And lastly, Lilly’s put forth a promise to kind of rain in spending levels as a percent of revenues, eventually bring its cost structure more in line with the peer average and that should also be a uplift to earnings.

We are pleased to have with us today Dr. John Lechleiter who is the Chairman and CEO of Lilly. He’s been in that role since 2008. He has been with the company for far longer than that, since 1979, starting off as an Organic Chemist and then working his way up through a variety of scientific and commercial roles, and he is one of the very few scientist CEOs in the big pharma space.

You’ll notice that on your chairs you have question cards like other sessions at this conference. You want to fill those out and I think you just hold them up and someone brings them up to me and then I do my best to go through them. Try to make them legible of course, that makes my job easier.

With that, lets begin. John, I’ll turn it over to you to see if you want to make a few opening remarks.

John Lechleiter

Okay, thanks Tim. Good afternoon everybody. Its great to be back after one-year hiatus.

I think Tim summarized the Lilly story pretty well. Entering as CEO in early 2008 it was clear that what lied ahead of us at the time were the expiration of the patents for three or four very significant important products. Most recently Evista, we lost the U.S. patent on Evista in March, we lost the U.S. patent Cymbalta last December.

These are multi-billion dollar products, so we readied ourselves and prepared ourselves as best we could to work through and navigate through a period where we knew we were going to be loosing billions of dollars of our top-line, at the same time knowing we also had to invest and maintain steady investment in R&D to bring through that next wait of products and yet those launches were going to be somewhat out of sync with the negative impact we felt from the patent expirations.

Nevertheless, I think we’ve done a very good job of navigating through this period. We set some guide posts for investors in late 2009, saying that in no single year did we anticipate revenue being less than $20 billion, net income being less than $3 billion, operating cash flow being less than $4 billion.

There is in the guidance we’ve given this year, our guidance for revenue is actually slightly below the $20 billion, but by and large we’ve lived up to those commitments and we said we’d also maintain our dividend, at least that its been current level in 2009 and we’ve accomplished that as well.

In the meantime we’ve replenished our pipeline, not just our late stage pipeline, but our earlier stage pipeline as well. We had four regulatory filings last year; we launched Cyramza, this is ramucirumab. This was one of the reasons why we acquired ImClone in late 2008.

We launched Cyramza for Advanced Gastric Cancer several weeks ago. We received approval several days ago for empagliflozin. This is the SGLT2 inhibitor, part of the Lilly BI partnership. We received license for that product. It’s going to be called Jardiance in Europe and we hope to gain approval for dulaglutide later this year and file at least two more NCEs in the upcoming months.

So all in all we believe that our strategy is playing out. We got some exciting molecules in development, not just for diabetes and oncology, but for other therapeutic areas as well and I think we put the company on track to maintain a steadier output of new molecules over the longer term as well.

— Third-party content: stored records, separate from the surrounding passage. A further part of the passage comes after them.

use anyhow::{bail, Result};
use rusqlite::{params, Connection};

/// Offset added to schema versions when stored in `PRAGMA user_version`, so a
/// database created by some other tool (user_version 0) is never mistaken for ours.
pub const BASE_DB_VERSION: usize = 77_000;

pub const DEFAULT_TIMESTAMP: &str = "(cast(strftime('%s','now') as int))";

#[macro_export]
macro_rules! sqlite_column {
    ($name:expr, $sql_type:expr $(, $field:ident = $value:expr)*) => {
        {
            #[allow(unused_mut)]
            let mut column = Column {
                name: $name,
                sql_type: $sql_type,
                is_primary_key: false,
                non_null: false,
                default_value: None,
            };
            $(
                column.$field = $value;
            )*
            column
        }
    };
}

#[derive(Debug, PartialEq, Eq)]
pub enum SqlType {
    Text,
    Integer,
    Real,
    Blob,
}

impl SqlType {
    fn as_sql(&self) -> &'static str {
        match self {
            SqlType::Text => "TEXT",
            SqlType::Integer => "INTEGER",
            SqlType::Real => "REAL",
            SqlType::Blob => "BLOB",
        }
    }

    fn from_sql(s: &str) -> Option<&'static SqlType> {
        match s {
            "TEXT" => Some(&SqlType::Text),
            "INTEGER" => Some(&SqlType::Integer),
            "REAL" => Some(&SqlType::Real),
            "BLOB" => Some(&SqlType::Blob),
            _ => None,
        }
    }
}

pub struct Column {
    pub name: &'static str,
    pub sql_type: &'static SqlType,
    pub is_primary_key: bool,
    pub non_null: bool,
    pub default_value: Option<&'static str>,
}

pub struct Table {
    pub name: &'static str,
    pub columns: &'static [Column],
    pub indices: &'static [(&'static str, &'static str)],
}

impl Table {
    fn create_sql(&self) -> String {
        let columns = self
            .columns
            .iter()
            .map(|column| {
                let mut def = format!("{} {}", column.name, column.sql_type.as_sql());
                if column.is_primary_key {
                    def.push_str(" PRIMARY KEY");
                }
                if column.non_null {
                    def.push_str(" NOT NULL");
                }
                if let Some(default_value) = column.default_value {
                    def.push_str(&format!(" DEFAULT {}", default_value));
                }
                def
            })
            .collect::<Vec<_>>()
            .join(", ");
        format!("CREATE TABLE {} ({});", self.name, columns)
    }

    pub fn create(&self, conn: &Connection) -> Result<()> {
        conn.execute(&self.create_sql(), params![])?;
        for (index_name, columns) in self.indices {
            conn.execute(
                &format!("CREATE INDEX {} ON {}({});", index_name, self.name, columns),
                params![],
            )?;
        }
        Ok(())
    }

    /// Compares the live table against this declaration. Only name, type,
    /// nullability and primary key membership are checked.
    pub fn validate(&self, conn: &Connection) -> Result<()> {
        let mut stmt = conn.prepare(&format!("PRAGMA table_info({});", self.name))?;
        let actual: Vec<(String, String, bool, bool)> = stmt
            .query_map(params![], |row| {
                Ok((
                    row.get::<_, String>(1)?,
                    row.get::<_, String>(2)?,
                    row.get::<_, i32>(3)? == 1,
                    row.get::<_, i32>(5)? > 0,
                ))
            })?
            .collect::<rusqlite::Result<_>>()?;

        if actual.len() != self.columns.len() {
            bail!(
                "Table {} has {} columns, expected {}",
                self.name,
                actual.len(),
                self.columns.len()
            );
        }

        for ((name, sql_type, non_null, is_pk), expected) in actual.iter().zip(self.columns) {
            if name != expected.name {
                bail!(
                    "Table {} column name mismatch: expected {}, got {}",
                    self.name,
                    expected.name,
                    name
                );
            }
            if SqlType::from_sql(sql_type) != Some(expected.sql_type) {
                bail!(
                    "Table {} column {} type mismatch: expected {:?}, got {}",
                    self.name,
                    expected.name,
                    expected.sql_type,
                    sql_type
                );
            }
            // SQLite does not report NOT NULL for primary keys declared without it.
            if *non_null != expected.non_null && !expected.is_primary_key {
                bail!(
                    "Table {} column {} non-null mismatch: expected {}, got {}",
                    self.name,
                    expected.name,
                    expected.non_null,
                    non_null
                );
            }
            if *is_pk != expected.is_primary_key {
                bail!(
                    "Table {} column {} primary key mismatch",
                    self.name,
                    expected.name
                );
            }
        }

        for (index_name, _) in self.indices {
            let exists = conn
                .query_row(
                    "SELECT 1 FROM sqlite_master WHERE type='index' AND name=?1 AND tbl_name=?2",
                    params![index_name, self.name],
                    |_| Ok(true),
                )
                .unwrap_or(false);
            if !exists {
                bail!("Table {} is missing index '{}'", self.name, index_name);
            }
        }
        Ok(())
    }
}

pub struct VersionedSchema {
    pub version: usize,
    pub tables: &'static [Table],
}

impl VersionedSchema {
    pub fn create(&self, conn: &Connection) -> Result<()> {
        for table in self.tables {
            table.create(conn)?;
        }
        conn.execute(
            &format!("PRAGMA user_version = {}", BASE_DB_VERSION + self.version),
            [],
        )?;
        Ok(())
    }

    pub fn validate(&self, conn: &Connection) -> Result<()> {
        for table in self.tables {
            table.validate(conn)?;
        }
        Ok(())
    }
}

/// Reads the schema version stored in the database, relative to [`BASE_DB_VERSION`].
pub fn read_schema_version(conn: &Connection) -> Result<i64> {
    let raw_version: i64 = conn.query_row("PRAGMA user_version;", [], |row| row.get(0))?;
    Ok(raw_version - BASE_DB_VERSION as i64)
}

We completed a major acquisition or we announced a major acquisition, which we hope, will close by the first quarter of ‘15 and that’s Novartis Animal Health a few weeks ago, which moves us from the number four animal health player to the number two position. We like the animal health business.

We believe there are lots of synergies with pharma. It takes Elanco from being roughly 5% of our revenue base, as recently as the middle part of the last decade to something closer to 15% to 20% now and we see opportunities there for continued good growth and for good margins.

And I guess last night or middle of the night we announced our intention to partner with Sanofi to assist them in development of strategy to hopefully achieve the OTC status for Cialis, following the expiration of some of our patents. So that’s the latest news I guess you could say.

Apart from that, I’m happy to be here and Tim, I’m looking forward to the questions.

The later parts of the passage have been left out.